I'm currently working on an application that will split a scanned image (that contains multiple receipts) into individual receipt images.

Below is the sample image:

image description

I was able to detect the edges of each receipts in the scanned image using canny function.
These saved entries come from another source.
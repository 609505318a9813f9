//! Background reader thread and reconnection loop
//!
//! One reader thread is alive per connection, at most one at a time. The
//! loop pulls newline-framed JSON off the socket, decodes each line, and
//! hands the typed message to the endpoint for routing. When the stream
//! dies while the endpoint is still running, the same thread turns into
//! the reconnection controller: it backs off, rebuilds the session, and
//! retires once a replacement reader has been spawned.

use std::io::{BufRead, BufReader};
use std::net::TcpStream;
use std::sync::Arc;
use std::thread::{self, JoinHandle};

use log::{debug, warn};

use crate::client::Inner;
use crate::protocol::v3;

pub(crate) fn spawn_reader(
    inner: Arc<Inner>,
    stream: TcpStream,
) -> std::io::Result<JoinHandle<()>> {
    thread::Builder::new()
        .name("gpsd-reader".into())
        .spawn(move || run(inner, stream))
}

fn run(inner: Arc<Inner>, stream: TcpStream) {
    read_loop(&inner, stream);
    if inner.gate.is_running() {
        warn!("lost connection to gpsd, entering reconnect loop");
        reconnect(&inner);
    }
}

/// Reads and routes lines until EOF, a transport error, or shutdown
///
/// A line that fails to decode is logged and dropped; a single bad line
/// never terminates the loop.
fn read_loop(inner: &Arc<Inner>, stream: TcpStream) {
    let mut reader = BufReader::new(stream);
    let mut buf = String::new();
    while inner.gate.is_running() {
        buf.clear();
        match reader.read_line(&mut buf) {
            Ok(0) => break, // EOF
            Ok(_) => {
                let line = buf.trim();
                if line.is_empty() {
                    continue;
                }
                match v3::decode_line(line) {
                    Ok(msg) => inner.route(msg),
                    Err(e) => warn!("dropping undecodable line: {e}"),
                }
            }
            Err(e) => {
                debug!("socket read failed: {e}");
                break;
            }
        }
    }
}

/// Backs off and retries until the session is rebuilt or the gate shuts
///
/// The retry interval is read fresh each iteration, so a policy change
/// takes effect on the next attempt. The backoff parks on the shutdown
/// gate, so `stop` aborts the wait immediately.
fn reconnect(inner: &Arc<Inner>) {
    loop {
        if !inner.gate.sleep_while_running(inner.retry_interval()) {
            return; // stopped
        }
        match inner.reestablish() {
            Ok(()) => {
                debug!("reconnected to gpsd");
                return;
            }
            Err(e) => debug!("still disconnected from gpsd: {e}"),
        }
    }
}
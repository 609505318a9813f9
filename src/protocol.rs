//! Wire codec traits for the newline-delimited GPSD JSON protocol
//!
//! Commands are single lines of the form `?COMMAND={json};` or `?COMMAND;`,
//! terminated by a newline. Responses are one JSON object per line with a
//! `class` discriminator; line decoding lives with the protocol version
//! (see [`v3::decode_line`]).

use crate::{Result, error::GpsdClientError};

#[cfg(feature = "proto-v3")]
pub mod v3;

/// A client command that can be rendered into its wire form
pub trait GpsdRequest {
    /// Renders the command string, without the trailing newline
    fn to_command(&self) -> String;
}

/// Extension trait writing commands onto any byte sink
pub trait GpsdEncode: std::io::Write {
    /// Writes one command line and flushes it
    ///
    /// The daemon parses commands on the terminating newline, so the write
    /// is flushed before returning.
    fn write_request(&mut self, request: &impl GpsdRequest) -> Result<()> {
        let mut cmd = request.to_command();
        cmd.push('\n');
        self.write_all(cmd.as_bytes()).map_err(GpsdClientError::Io)?;
        self.flush().map_err(GpsdClientError::Io)
    }
}

impl<W: std::io::Write + ?Sized> GpsdEncode for W {}
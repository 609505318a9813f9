//! Last-known-position snapshot
//!
//! Collaborators outside the protocol engine (indicator drivers, track
//! writers) read the most recent position on their own schedule instead
//! of subscribing to the event stream. The reader loop refreshes this
//! cell on every TPV report; no history is kept.

use std::sync::Mutex;

use crate::client::slot::lock;
use crate::protocol::v3::response::Tpv;

pub(crate) struct SharedPosition {
    current: Mutex<Option<Tpv>>,
}

impl SharedPosition {
    pub(crate) fn new() -> Self {
        SharedPosition {
            current: Mutex::new(None),
        }
    }

    pub(crate) fn update(&self, tpv: Tpv) {
        *lock(&self.current) = Some(tpv);
    }

    pub(crate) fn get(&self) -> Option<Tpv> {
        lock(&self.current).clone()
    }
}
Below is the sample image with detected edges:

image description

... while my sample code is

Mat src = Highgui.imread(filename);
Mat gray = new Mat();

int threshold = 12;

Imgproc.cvtColor(src, gray, Imgproc.COLOR_BGR2GRAY);
Imgproc.blur(gray, gray, new Size(3, 3));
Imgproc.Canny(gray, gray, threshold, threshold * 3, 3, true);

List<MatOfPoint> contours = new ArrayList<>();
Mat hierarchy = new Mat();

Imgproc.findContours(gray, contours, hierarchy,

if (hierarchy.size().height > 0 && hierarchy.size().width > 0) {
    for (int idx = 0; idx >= 0; idx = (int) hierarchy.get(0, idx)[0]) {
        Rect rect = Imgproc.boundingRect(contours.get(idx));
        Core.rectangle(src, new Point(rect.x, rect.y),
                new Point(rect.x + rect.width, rect.y + rect.height),
                new Scalar(255, 0, 0));

Now my problem is, I don't know how am I going to identify the 3rd receipt since unlike with the first 2 it is not enclosed in one rectangular shape which I will use as the basis for splitting the image.

I've heard that for me to extract the 3rd image, I must use a clustering algorithm like DBSCAN, unfortunately I can't find one.

Anyone knows how am I going to identify the 3rd image?

Thank you in advance!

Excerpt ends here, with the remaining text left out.